[Records from a collection]
____________

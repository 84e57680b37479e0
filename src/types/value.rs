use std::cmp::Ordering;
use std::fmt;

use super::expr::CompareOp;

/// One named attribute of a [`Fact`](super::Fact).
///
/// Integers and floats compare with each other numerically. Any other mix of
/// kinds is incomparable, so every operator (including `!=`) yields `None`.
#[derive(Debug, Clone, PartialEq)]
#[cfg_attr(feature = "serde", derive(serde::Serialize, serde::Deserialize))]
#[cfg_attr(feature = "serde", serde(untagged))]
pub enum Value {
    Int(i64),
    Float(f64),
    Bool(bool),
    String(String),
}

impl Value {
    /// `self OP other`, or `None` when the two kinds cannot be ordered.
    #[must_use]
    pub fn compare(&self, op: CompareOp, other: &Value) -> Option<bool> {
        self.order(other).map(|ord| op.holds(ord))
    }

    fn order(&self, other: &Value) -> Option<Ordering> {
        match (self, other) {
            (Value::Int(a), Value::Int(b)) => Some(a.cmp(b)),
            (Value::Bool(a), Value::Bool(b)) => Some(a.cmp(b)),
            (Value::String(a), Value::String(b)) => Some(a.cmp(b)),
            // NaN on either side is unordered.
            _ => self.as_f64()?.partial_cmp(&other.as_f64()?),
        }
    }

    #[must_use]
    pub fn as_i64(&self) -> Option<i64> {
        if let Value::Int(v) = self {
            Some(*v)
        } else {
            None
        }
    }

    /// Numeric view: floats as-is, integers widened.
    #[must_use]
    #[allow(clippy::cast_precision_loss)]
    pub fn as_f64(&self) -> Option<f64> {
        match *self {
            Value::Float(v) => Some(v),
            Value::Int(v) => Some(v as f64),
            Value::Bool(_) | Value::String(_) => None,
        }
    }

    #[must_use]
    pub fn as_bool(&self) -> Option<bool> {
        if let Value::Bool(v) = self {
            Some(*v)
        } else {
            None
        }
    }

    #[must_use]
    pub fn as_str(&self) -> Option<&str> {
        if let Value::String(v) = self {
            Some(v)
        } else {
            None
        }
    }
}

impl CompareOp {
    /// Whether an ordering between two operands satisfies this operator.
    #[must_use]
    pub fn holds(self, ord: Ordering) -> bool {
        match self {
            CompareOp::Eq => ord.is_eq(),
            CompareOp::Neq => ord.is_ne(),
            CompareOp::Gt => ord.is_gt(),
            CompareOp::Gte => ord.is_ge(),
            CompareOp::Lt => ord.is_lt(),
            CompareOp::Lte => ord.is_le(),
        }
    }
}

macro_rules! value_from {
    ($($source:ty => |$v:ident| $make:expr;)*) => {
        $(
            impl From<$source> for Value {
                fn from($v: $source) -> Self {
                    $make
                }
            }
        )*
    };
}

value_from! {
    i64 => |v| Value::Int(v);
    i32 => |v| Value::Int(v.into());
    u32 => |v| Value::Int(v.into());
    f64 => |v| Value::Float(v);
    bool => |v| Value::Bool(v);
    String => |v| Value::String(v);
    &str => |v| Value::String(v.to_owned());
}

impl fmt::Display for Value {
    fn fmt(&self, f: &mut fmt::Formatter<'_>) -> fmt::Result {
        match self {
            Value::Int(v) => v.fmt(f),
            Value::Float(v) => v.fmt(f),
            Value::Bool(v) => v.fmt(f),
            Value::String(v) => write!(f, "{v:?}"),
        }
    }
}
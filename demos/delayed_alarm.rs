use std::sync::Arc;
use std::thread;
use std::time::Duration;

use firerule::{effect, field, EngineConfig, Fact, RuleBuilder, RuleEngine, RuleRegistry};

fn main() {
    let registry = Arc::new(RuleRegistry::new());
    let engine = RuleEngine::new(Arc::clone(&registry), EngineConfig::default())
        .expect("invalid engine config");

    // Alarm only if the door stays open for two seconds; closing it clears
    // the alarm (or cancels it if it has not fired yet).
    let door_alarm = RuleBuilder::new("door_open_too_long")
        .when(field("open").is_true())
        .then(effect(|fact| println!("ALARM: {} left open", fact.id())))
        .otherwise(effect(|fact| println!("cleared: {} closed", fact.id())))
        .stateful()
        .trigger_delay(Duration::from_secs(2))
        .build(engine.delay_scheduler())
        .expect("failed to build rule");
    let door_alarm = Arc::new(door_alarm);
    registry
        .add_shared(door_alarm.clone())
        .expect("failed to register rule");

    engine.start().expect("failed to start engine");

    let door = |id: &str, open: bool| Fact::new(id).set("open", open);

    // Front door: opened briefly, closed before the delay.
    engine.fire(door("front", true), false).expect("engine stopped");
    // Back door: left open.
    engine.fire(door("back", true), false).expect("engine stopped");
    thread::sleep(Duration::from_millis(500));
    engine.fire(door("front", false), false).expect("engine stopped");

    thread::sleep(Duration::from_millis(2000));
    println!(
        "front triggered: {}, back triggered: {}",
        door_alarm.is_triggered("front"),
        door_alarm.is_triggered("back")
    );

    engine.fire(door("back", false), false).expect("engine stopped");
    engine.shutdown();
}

____________

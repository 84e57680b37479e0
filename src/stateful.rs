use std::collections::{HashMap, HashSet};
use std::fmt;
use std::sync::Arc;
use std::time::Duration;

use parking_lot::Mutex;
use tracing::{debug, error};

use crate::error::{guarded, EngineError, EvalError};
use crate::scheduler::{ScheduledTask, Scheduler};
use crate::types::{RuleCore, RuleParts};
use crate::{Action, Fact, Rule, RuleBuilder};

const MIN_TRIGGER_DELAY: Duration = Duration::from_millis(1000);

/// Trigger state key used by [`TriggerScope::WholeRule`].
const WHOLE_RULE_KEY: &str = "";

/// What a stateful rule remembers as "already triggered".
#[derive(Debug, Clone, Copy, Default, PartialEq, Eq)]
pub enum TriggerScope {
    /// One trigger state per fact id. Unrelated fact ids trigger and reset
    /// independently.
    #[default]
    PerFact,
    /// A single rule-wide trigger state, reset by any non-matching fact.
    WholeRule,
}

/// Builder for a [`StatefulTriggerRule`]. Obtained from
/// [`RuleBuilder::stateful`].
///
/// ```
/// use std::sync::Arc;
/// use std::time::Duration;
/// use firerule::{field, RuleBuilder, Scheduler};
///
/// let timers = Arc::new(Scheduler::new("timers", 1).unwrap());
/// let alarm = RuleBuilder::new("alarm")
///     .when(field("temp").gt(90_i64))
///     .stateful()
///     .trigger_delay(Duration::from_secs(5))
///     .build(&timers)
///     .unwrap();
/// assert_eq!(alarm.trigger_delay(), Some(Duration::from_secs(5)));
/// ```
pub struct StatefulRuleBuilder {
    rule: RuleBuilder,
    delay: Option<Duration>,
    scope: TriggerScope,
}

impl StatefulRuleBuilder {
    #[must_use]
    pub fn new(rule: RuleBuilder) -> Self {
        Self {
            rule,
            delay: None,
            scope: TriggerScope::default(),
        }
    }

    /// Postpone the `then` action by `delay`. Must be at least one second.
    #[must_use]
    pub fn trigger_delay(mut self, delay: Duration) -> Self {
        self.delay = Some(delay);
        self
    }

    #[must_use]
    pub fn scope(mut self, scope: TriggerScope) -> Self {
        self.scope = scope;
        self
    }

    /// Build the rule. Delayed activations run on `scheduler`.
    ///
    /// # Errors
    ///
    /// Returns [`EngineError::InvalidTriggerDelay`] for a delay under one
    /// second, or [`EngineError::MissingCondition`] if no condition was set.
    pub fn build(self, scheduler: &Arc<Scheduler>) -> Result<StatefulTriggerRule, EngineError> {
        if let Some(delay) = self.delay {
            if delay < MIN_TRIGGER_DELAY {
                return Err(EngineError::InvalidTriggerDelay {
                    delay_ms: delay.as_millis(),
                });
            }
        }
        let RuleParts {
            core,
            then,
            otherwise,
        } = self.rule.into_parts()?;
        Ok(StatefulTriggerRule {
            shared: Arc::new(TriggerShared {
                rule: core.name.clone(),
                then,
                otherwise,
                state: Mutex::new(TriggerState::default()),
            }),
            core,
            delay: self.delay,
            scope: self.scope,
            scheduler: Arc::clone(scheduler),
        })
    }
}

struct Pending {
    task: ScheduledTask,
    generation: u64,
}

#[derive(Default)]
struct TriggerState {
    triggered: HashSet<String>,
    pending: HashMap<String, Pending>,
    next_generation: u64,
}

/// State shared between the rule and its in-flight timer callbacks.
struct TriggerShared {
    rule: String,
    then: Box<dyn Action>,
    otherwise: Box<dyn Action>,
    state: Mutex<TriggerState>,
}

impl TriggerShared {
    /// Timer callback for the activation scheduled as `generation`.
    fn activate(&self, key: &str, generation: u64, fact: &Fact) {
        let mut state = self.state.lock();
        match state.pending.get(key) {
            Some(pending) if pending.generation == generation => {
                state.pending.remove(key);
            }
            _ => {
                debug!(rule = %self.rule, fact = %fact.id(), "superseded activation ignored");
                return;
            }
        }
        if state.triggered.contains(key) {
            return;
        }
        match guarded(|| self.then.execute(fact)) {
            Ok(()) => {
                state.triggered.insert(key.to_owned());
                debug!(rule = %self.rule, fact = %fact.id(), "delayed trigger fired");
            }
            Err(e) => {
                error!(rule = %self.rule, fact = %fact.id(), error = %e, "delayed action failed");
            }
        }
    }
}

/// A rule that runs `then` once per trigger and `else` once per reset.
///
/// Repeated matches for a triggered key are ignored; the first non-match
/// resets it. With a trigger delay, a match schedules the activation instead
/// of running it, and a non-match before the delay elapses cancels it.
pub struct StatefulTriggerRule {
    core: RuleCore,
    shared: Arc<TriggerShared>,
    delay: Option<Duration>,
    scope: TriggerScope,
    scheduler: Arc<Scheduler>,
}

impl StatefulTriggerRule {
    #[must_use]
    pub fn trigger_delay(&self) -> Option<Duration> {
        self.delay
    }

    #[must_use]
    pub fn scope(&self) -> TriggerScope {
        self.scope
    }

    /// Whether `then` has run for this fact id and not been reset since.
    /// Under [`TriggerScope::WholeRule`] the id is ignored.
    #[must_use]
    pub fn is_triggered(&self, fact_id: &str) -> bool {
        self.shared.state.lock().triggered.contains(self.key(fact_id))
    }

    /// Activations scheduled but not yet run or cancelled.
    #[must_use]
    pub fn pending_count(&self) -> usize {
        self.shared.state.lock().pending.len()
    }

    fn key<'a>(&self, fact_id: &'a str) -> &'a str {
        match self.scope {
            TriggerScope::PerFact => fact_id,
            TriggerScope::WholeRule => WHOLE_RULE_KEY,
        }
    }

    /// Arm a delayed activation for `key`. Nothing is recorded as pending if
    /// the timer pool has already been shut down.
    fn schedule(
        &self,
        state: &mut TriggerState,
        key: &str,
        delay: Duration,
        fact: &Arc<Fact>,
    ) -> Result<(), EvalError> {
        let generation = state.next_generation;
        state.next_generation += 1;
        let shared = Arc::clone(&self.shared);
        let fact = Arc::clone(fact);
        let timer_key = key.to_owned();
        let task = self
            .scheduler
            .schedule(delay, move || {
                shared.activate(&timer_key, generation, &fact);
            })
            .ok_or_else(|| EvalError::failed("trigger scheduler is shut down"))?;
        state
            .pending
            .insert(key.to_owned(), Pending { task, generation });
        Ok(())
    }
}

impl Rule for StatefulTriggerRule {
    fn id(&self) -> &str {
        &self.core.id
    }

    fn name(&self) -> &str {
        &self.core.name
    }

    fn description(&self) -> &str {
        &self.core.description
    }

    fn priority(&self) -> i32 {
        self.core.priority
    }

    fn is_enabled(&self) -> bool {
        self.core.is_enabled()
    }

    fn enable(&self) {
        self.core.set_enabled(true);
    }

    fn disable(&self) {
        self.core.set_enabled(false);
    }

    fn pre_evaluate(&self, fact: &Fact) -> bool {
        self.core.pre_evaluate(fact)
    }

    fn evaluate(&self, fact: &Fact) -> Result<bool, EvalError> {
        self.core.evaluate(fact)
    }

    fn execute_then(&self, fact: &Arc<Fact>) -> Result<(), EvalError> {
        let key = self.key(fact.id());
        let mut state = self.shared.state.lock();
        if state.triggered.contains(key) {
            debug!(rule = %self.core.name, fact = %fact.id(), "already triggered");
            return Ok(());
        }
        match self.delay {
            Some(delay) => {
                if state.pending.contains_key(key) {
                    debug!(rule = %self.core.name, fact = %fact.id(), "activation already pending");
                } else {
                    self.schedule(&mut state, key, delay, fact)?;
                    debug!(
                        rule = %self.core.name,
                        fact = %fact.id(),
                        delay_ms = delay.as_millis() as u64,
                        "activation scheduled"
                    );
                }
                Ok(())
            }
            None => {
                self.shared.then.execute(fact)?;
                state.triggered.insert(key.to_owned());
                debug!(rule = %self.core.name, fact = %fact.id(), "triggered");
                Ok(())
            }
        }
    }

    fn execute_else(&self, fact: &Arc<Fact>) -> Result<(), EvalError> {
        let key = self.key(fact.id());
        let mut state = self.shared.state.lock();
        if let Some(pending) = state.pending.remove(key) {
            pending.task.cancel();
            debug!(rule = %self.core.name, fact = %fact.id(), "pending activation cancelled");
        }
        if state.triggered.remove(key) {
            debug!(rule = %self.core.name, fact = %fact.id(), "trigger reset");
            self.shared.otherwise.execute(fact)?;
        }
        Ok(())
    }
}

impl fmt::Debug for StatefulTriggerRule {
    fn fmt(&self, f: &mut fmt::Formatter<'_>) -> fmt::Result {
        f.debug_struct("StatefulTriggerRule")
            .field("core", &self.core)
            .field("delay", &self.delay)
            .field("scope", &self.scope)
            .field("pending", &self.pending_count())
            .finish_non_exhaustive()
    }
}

____________

• [Required work]: Search the records for the string "between", and copy every line that holds it.

• [Response area]:
    /// Whether an ordering between two operands satisfies this operator.
/// State shared between the rule and its in-flight timer callbacks.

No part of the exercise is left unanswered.